Договорились прогуляться вечером по набережной Сены.
12
«Ильэвёню лётан дэкатедралё-о-о-о!» — всякий раз всплывало, когда она выходила из дома и сталкивалась взглядом с собором Сакре-Кёр. Построенный в девятнадцатом веке, он отношения к мюзиклу “Notre Dame de Paris” не имел, но оказался первой «катедралью», увиденной Мариной в Париже. На холм, к собору, она поднималась каждый день. Пускай Сакре-Кёр называют самым уродливым храмом французской столицы — он улыбался ей. Рисуешь его — быстро, в карандаше, переворачиваешь рисунок — и своды превращаются в улыбки.
Радость вертелась повсюду — Марина едва успевала зарисовывать: окно, увитое плющом, бабулька с бантом на шее и с болонкой на вязаном поводке, девчонка на роликах — упала на лавку, вытянула ноги, запрокинула голову, замерла.
И так легко было. За десять минут вклеили в паспорт розовую бумажку — годовой вид на жительство, деньги еще оставались, жилье какое-никакое имелось. И был Париж, от которого она — не первая — потеряла голову, но не столько из-за того, что он прекрасен, сколько потому, что в воздухе пахло радостью. И хотелось рисовать!
А занесло ее сюда из-за мюзикла “Notre Dame de Paris”. Она — недолго — жила в Москве, работала моделью в художественной школе, и в нее влюбился мальчишка-студент. Подкараулил после занятий: «Простите… Можно вас… вам… я… я хотел вам спеть». Держал в руках гитару. Пожала плечом: «Здесь?» Кивнул. Села на ступеньку. Мальчишка пристроился ниже, начал струны перебирать, комичная ситуация, но смеяться некому. И прозвучало: «Боль…»

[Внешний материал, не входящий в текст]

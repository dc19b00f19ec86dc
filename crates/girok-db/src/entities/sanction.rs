//! Sanction entity model for SeaORM

use super::*;
use crate::error::{DbError, DbResult};
use girok_core::entities::sanction as domain;
use sea_orm::ActiveValue::Set;

#[derive(Clone, Debug, PartialEq, DeriveEntityModel, Serialize, Deserialize)]
#[sea_orm(table_name = "sanctions")]
pub struct Model {
    #[sea_orm(primary_key, auto_increment = false)]
    pub id: Uuid,

    pub subject_id: Uuid,

    pub subject_type: SubjectType,

    pub service_id: Option<Uuid>,

    pub sanction_type: SanctionType,

    pub severity: SanctionSeverity,

    /// JSON array of restricted feature names
    #[sea_orm(column_type = "JsonBinary")]
    pub restricted_features: Json,

    pub reason: String,

    pub internal_note: Option<String>,

    /// JSON array of evidence URLs
    #[sea_orm(column_type = "JsonBinary")]
    pub evidence_urls: Json,

    pub issuer_id: Uuid,

    pub issuer_type: SubjectType,

    pub start_at: chrono::DateTime<chrono::Utc>,

    pub end_at: Option<chrono::DateTime<chrono::Utc>>,

    pub status: SanctionStatus,

    pub revoked_by: Option<Uuid>,

    pub revoke_reason: Option<String>,

    pub appeal_status: Option<AppealStatus>,

    pub appeal_reason: Option<String>,

    /// JSON array of appeal evidence URLs
    #[sea_orm(column_type = "JsonBinary", nullable)]
    pub appeal_evidence_urls: Option<Json>,

    pub appeal_submitted_at: Option<chrono::DateTime<chrono::Utc>>,

    pub appeal_reviewer_id: Option<Uuid>,

    pub appeal_response: Option<String>,

    pub appeal_reviewed_at: Option<chrono::DateTime<chrono::Utc>>,

    pub created_at: chrono::DateTime<chrono::Utc>,

    pub updated_at: chrono::DateTime<chrono::Utc>,
}

#[derive(Copy, Clone, Debug, EnumIter, DeriveRelation)]
pub enum Relation {}

impl ActiveModelBehavior for ActiveModel {}

#[derive(Debug, Clone, PartialEq, Eq, EnumIter, DeriveActiveEnum, Serialize, Deserialize)]
#[sea_orm(rs_type = "String", db_type = "String(Some(16))")]
pub enum SubjectType {
    #[sea_orm(string_value = "ACCOUNT")]
    Account,
    #[sea_orm(string_value = "OPERATOR")]
    Operator,
}

#[derive(Debug, Clone, PartialEq, Eq, EnumIter, DeriveActiveEnum, Serialize, Deserialize)]
#[sea_orm(rs_type = "String", db_type = "String(Some(32))")]
pub enum SanctionType {
    #[sea_orm(string_value = "WARNING")]
    Warning,
    #[sea_orm(string_value = "TEMPORARY_BAN")]
    TemporaryBan,
    #[sea_orm(string_value = "PERMANENT_BAN")]
    PermanentBan,
    #[sea_orm(string_value = "FEATURE_RESTRICTION")]
    FeatureRestriction,
}

#[derive(Debug, Clone, PartialEq, Eq, EnumIter, DeriveActiveEnum, Serialize, Deserialize)]
#[sea_orm(rs_type = "String", db_type = "String(Some(16))")]
pub enum SanctionSeverity {
    #[sea_orm(string_value = "LOW")]
    Low,
    #[sea_orm(string_value = "MEDIUM")]
    Medium,
    #[sea_orm(string_value = "HIGH")]
    High,
    #[sea_orm(string_value = "CRITICAL")]
    Critical,
}

#[derive(Debug, Clone, PartialEq, Eq, EnumIter, DeriveActiveEnum, Serialize, Deserialize)]
#[sea_orm(rs_type = "String", db_type = "String(Some(16))")]
pub enum SanctionStatus {
    #[sea_orm(string_value = "ACTIVE")]
    Active,
    #[sea_orm(string_value = "EXPIRED")]
    Expired,
    #[sea_orm(string_value = "REVOKED")]
    Revoked,
}

#[derive(Debug, Clone, PartialEq, Eq, EnumIter, DeriveActiveEnum, Serialize, Deserialize)]
#[sea_orm(rs_type = "String", db_type = "String(Some(16))")]
pub enum AppealStatus {
    #[sea_orm(string_value = "PENDING")]
    Pending,
    #[sea_orm(string_value = "UNDER_REVIEW")]
    UnderReview,
    #[sea_orm(string_value = "APPROVED")]
    Approved,
    #[sea_orm(string_value = "REJECTED")]
    Rejected,
    #[sea_orm(string_value = "ESCALATED")]
    Escalated,
}

impl From<domain::SubjectType> for SubjectType {
    fn from(value: domain::SubjectType) -> Self {
        match value {
            domain::SubjectType::Account => SubjectType::Account,
            domain::SubjectType::Operator => SubjectType::Operator,
        }
    }
}

impl From<SubjectType> for domain::SubjectType {
    fn from(value: SubjectType) -> Self {
        match value {
            SubjectType::Account => domain::SubjectType::Account,
            SubjectType::Operator => domain::SubjectType::Operator,
        }
    }
}

impl From<domain::SanctionType> for SanctionType {
    fn from(value: domain::SanctionType) -> Self {
        match value {
            domain::SanctionType::Warning => SanctionType::Warning,
            domain::SanctionType::TemporaryBan => SanctionType::TemporaryBan,
            domain::SanctionType::PermanentBan => SanctionType::PermanentBan,
            domain::SanctionType::FeatureRestriction => SanctionType::FeatureRestriction,
        }
    }
}

impl From<SanctionType> for domain::SanctionType {
    fn from(value: SanctionType) -> Self {
        match value {
            SanctionType::Warning => domain::SanctionType::Warning,
            SanctionType::TemporaryBan => domain::SanctionType::TemporaryBan,
            SanctionType::PermanentBan => domain::SanctionType::PermanentBan,
            SanctionType::FeatureRestriction => domain::SanctionType::FeatureRestriction,
        }
    }
}

impl From<domain::SanctionSeverity> for SanctionSeverity {
    fn from(value: domain::SanctionSeverity) -> Self {
        match value {
            domain::SanctionSeverity::Low => SanctionSeverity::Low,
            domain::SanctionSeverity::Medium => SanctionSeverity::Medium,
            domain::SanctionSeverity::High => SanctionSeverity::High,
            domain::SanctionSeverity::Critical => SanctionSeverity::Critical,
        }
    }
}

impl From<SanctionSeverity> for domain::SanctionSeverity {
    fn from(value: SanctionSeverity) -> Self {
        match value {
            SanctionSeverity::Low => domain::SanctionSeverity::Low,
            SanctionSeverity::Medium => domain::SanctionSeverity::Medium,
            SanctionSeverity::High => domain::SanctionSeverity::High,
            SanctionSeverity::Critical => domain::SanctionSeverity::Critical,
        }
    }
}

impl From<domain::SanctionStatus> for SanctionStatus {
    fn from(value: domain::SanctionStatus) -> Self {
        match value {
            domain::SanctionStatus::Active => SanctionStatus::Active,
            domain::SanctionStatus::Expired => SanctionStatus::Expired,
            domain::SanctionStatus::Revoked => SanctionStatus::Revoked,
        }
    }
}

impl From<SanctionStatus> for domain::SanctionStatus {
    fn from(value: SanctionStatus) -> Self {
        match value {
            SanctionStatus::Active => domain::SanctionStatus::Active,
            SanctionStatus::Expired => domain::SanctionStatus::Expired,
            SanctionStatus::Revoked => domain::SanctionStatus::Revoked,
        }
    }
}

impl From<domain::AppealStatus> for AppealStatus {
    fn from(value: domain::AppealStatus) -> Self {
        match value {
            domain::AppealStatus::Pending => AppealStatus::Pending,
            domain::AppealStatus::UnderReview => AppealStatus::UnderReview,
            domain::AppealStatus::Approved => AppealStatus::Approved,
            domain::AppealStatus::Rejected => AppealStatus::Rejected,
            domain::AppealStatus::Escalated => AppealStatus::Escalated,
        }
    }
}

impl From<AppealStatus> for domain::AppealStatus {
    fn from(value: AppealStatus) -> Self {
        match value {
            AppealStatus::Pending => domain::AppealStatus::Pending,
            AppealStatus::UnderReview => domain::AppealStatus::UnderReview,
            AppealStatus::Approved => domain::AppealStatus::Approved,
            AppealStatus::Rejected => domain::AppealStatus::Rejected,
            AppealStatus::Escalated => domain::AppealStatus::Escalated,
        }
    }
}

impl Model {
    /// Convert to the domain entity, parsing the JSON columns
    pub fn into_domain(self) -> DbResult<domain::Sanction> {
        let restricted_features: Vec<String> =
            serde_json::from_value(self.restricted_features).map_err(DbError::from)?;
        let evidence_urls: Vec<String> =
            serde_json::from_value(self.evidence_urls).map_err(DbError::from)?;

        let appeal = match self.appeal_status {
            Some(status) => Some(domain::Appeal {
                status: status.into(),
                reason: self.appeal_reason.unwrap_or_default(),
                evidence_urls: self
                    .appeal_evidence_urls
                    .map(serde_json::from_value)
                    .transpose()
                    .map_err(DbError::from)?
                    .unwrap_or_default(),
                submitted_at: self.appeal_submitted_at.unwrap_or(self.created_at),
                reviewer_id: self.appeal_reviewer_id,
                response: self.appeal_response,
                reviewed_at: self.appeal_reviewed_at,
            }),
            None => None,
        };

        Ok(domain::Sanction {
            id: self.id,
            subject_id: self.subject_id,
            subject_type: self.subject_type.into(),
            service_id: self.service_id,
            sanction_type: self.sanction_type.into(),
            severity: self.severity.into(),
            restricted_features,
            reason: self.reason,
            internal_note: self.internal_note,
            evidence_urls,
            issuer_id: self.issuer_id,
            issuer_type: self.issuer_type.into(),
            start_at: self.start_at,
            end_at: self.end_at,
            status: self.status.into(),
            revoked_by: self.revoked_by,
            revoke_reason: self.revoke_reason,
            appeal,
            created_at: self.created_at,
            updated_at: self.updated_at,
        })
    }
}

impl From<domain::Sanction> for ActiveModel {
    fn from(sanction: domain::Sanction) -> Self {
        let (
            appeal_status,
            appeal_reason,
            appeal_evidence_urls,
            appeal_submitted_at,
            appeal_reviewer_id,
            appeal_response,
            appeal_reviewed_at,
        ) = match sanction.appeal {
            Some(appeal) => (
                Some(appeal.status.into()),
                Some(appeal.reason),
                Some(serde_json::json!(appeal.evidence_urls)),
                Some(appeal.submitted_at),
                appeal.reviewer_id,
                appeal.response,
                appeal.reviewed_at,
            ),
            None => (None, None, None, None, None, None, None),
        };

        Self {
            id: Set(sanction.id),
            subject_id: Set(sanction.subject_id),
            subject_type: Set(sanction.subject_type.into()),
            service_id: Set(sanction.service_id),
            sanction_type: Set(sanction.sanction_type.into()),
            severity: Set(sanction.severity.into()),
            restricted_features: Set(serde_json::json!(sanction.restricted_features)),
            reason: Set(sanction.reason),
            internal_note: Set(sanction.internal_note),
            evidence_urls: Set(serde_json::json!(sanction.evidence_urls)),
            issuer_id: Set(sanction.issuer_id),
            issuer_type: Set(sanction.issuer_type.into()),
            start_at: Set(sanction.start_at),
            end_at: Set(sanction.end_at),
            status: Set(sanction.status.into()),
            revoked_by: Set(sanction.revoked_by),
            revoke_reason: Set(sanction.revoke_reason),
            appeal_status: Set(appeal_status),
            appeal_reason: Set(appeal_reason),
            appeal_evidence_urls: Set(appeal_evidence_urls),
            appeal_submitted_at: Set(appeal_submitted_at),
            appeal_reviewer_id: Set(appeal_reviewer_id),
            appeal_response: Set(appeal_response),
            appeal_reviewed_at: Set(appeal_reviewed_at),
            created_at: Set(sanction.created_at),
            updated_at: Set(sanction.updated_at),
        }
    }
}

#[cfg(test)]
mod tests {
    use super::*;
    use chrono::Utc;

    #[test]
    fn test_domain_roundtrip() {
        let sanction = domain::Sanction::new(
            Uuid::new_v4(),
            domain::SubjectType::Account,
            None,
            domain::SanctionType::FeatureRestriction,
            domain::SanctionSeverity::Medium,
            "spam".to_string(),
            Uuid::new_v4(),
            domain::SubjectType::Operator,
            Utc::now(),
            None,
        )
        .unwrap();

        let active: ActiveModel = sanction.clone().into();
        match active.reason {
            Set(reason) => assert_eq!(reason, "spam"),
            _ => panic!("Expected Set value"),
        }
    }

    #[test]
    fn test_into_domain_parses_json() {
        let now = Utc::now();
        let model = Model {
            id: Uuid::new_v4(),
            subject_id: Uuid::new_v4(),
            subject_type: SubjectType::Account,
            service_id: None,
            sanction_type: SanctionType::FeatureRestriction,
            severity: SanctionSeverity::Low,
            restricted_features: serde_json::json!(["chat"]),
            reason: "spam".to_string(),
            internal_note: None,
            evidence_urls: serde_json::json!([]),
            issuer_id: Uuid::new_v4(),
            issuer_type: SubjectType::Operator,
            start_at: now,
            end_at: None,
            status: SanctionStatus::Active,
            revoked_by: None,
            revoke_reason: None,
            appeal_status: None,
            appeal_reason: None,
            appeal_evidence_urls: None,
            appeal_submitted_at: None,
            appeal_reviewer_id: None,
            appeal_response: None,
            appeal_reviewed_at: None,
            created_at: now,
            updated_at: now,
        };

        let sanction = model.into_domain().unwrap();
        assert_eq!(sanction.restricted_features, vec!["chat".to_string()]);
        assert!(sanction.appeal.is_none());
    }
}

Эта музыка показалась ей смутно знакомой.
Боль —
Эсмеральды волосы черны, как смоль.
Боже мой, когда она танцует, сколь
Похожа на голубку, что сейчас вспорхнет.
О, эта боль меня, наверное, убьет.
Вот тело то, что я готов обожествить.
Чего еще у Богоматери просить?
Коль
В нее посмеет кинуть камень лицемер,
Ему не избежать проклятия химер!
О, Люцифер,
Сильней любых прекрасных грез
Мечта коснуться Эсмеральдиных волос!
[1]
Точно — это же «Белль» из мюзикла “Notre Dame de Paris”. Только у мальчишки не «белль», а «боль»… Ему, верно, несладко.
Боль —
Я не ведаю, взялась она отколь:
Сердце будто режут поперек и вдоль!
О, Дьявол, слышишь, этим телом не глаголь —
Давно чужда уже земная мне юдоль.
Она — сам грех, о, мне желать ее доколь?
Ведь эта плоть мне — как на свежей ране соль.
Столь
Прекрасен, но притом трагичен образ сей,
Как будто крест она несет за всех людей…
О, Матерь Божья,
Коль судьба мне — согрешить,
Открыть мне сердце Эсмеральды разреши.
Это она, Марина — Эсмеральда? Да нет у нее сердца — после истории с Вадимом осколки, и те вымела. И не несла она крест за людей, она свой персональный еле тащила. Мальчишке же не сердце ее нужно, а то, про что поет, — нагляделся обнаженки.